» ASSIGNED TASK
Every line below that contains the word "LoggedOut" must be copied.

(MATERIAL FOR THIS TASK Opens)

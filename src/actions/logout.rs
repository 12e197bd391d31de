use chrono::Utc;

use crate::events::{LogoutReason, SessionEvent, dispatch};
use crate::storage::SessionStorage;
use crate::ClientError;

/// Ends the session on this client.
///
/// Wipes every persisted key: the token, the `expiredAt` marker and any UI
/// convenience values (table filters, selected tabs). Tokens are not revoked
/// server-side; the backend has no logout endpoint.
///
/// `LoggedOut` is dispatched whether or not the wipe succeeded; a failed wipe
/// is still returned.
pub struct LogoutAction<S: SessionStorage> {
    storage: S,
}

impl<S: SessionStorage> LogoutAction<S> {
    pub fn new(storage: S) -> Self {
        LogoutAction { storage }
    }

    #[cfg_attr(
        feature = "tracing",
        tracing::instrument(name = "logout", skip_all, fields(reason = reason.as_str()), err)
    )]
    pub async fn execute(&self, reason: LogoutReason) -> Result<(), ClientError> {
        // the session ends for listeners even if storage could not be wiped
        let cleared = self.storage.clear().await;

        dispatch(SessionEvent::LoggedOut {
            reason,
            at: Utc::now(),
        })
        .await;

        match &cleared {
            Ok(()) => log::info!(
                target: "grc_session",
                "msg=\"logout\" reason={}",
                reason.as_str()
            ),
            Err(err) => log::error!(
                target: "grc_session",
                "msg=\"logout storage not cleared\" reason={} error=\"{err}\"",
                reason.as_str()
            ),
        }

        cleared
    }
}

#[cfg(test)]
mod tests {
    use super::*;
    use crate::storage::{EXPIRED_AT_KEY, TOKEN_KEY};
    use crate::InMemorySessionStorage;

    #[tokio::test]
    async fn test_logout_clears_everything() {
        let storage = InMemorySessionStorage::new();
        storage.set(TOKEN_KEY, "abc").await.unwrap();
        storage.set(EXPIRED_AT_KEY, "1700000000000").await.unwrap();
        storage.set("controls.tab", "2").await.unwrap();

        let logout = LogoutAction::new(storage.clone());
        logout.execute(LogoutReason::Manual).await.unwrap();

        assert!(storage.is_empty());
    }

    #[tokio::test]
    async fn test_logout_on_empty_storage() {
        let logout = LogoutAction::new(InMemorySessionStorage::new());
        assert!(logout.execute(LogoutReason::Expired).await.is_ok());
    }
}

(MATERIAL FOR THIS TASK Closes)

» RESULT OF THE TASK
/// `LoggedOut` is dispatched whether or not the wipe succeeded; a failed wipe
        dispatch(SessionEvent::LoggedOut {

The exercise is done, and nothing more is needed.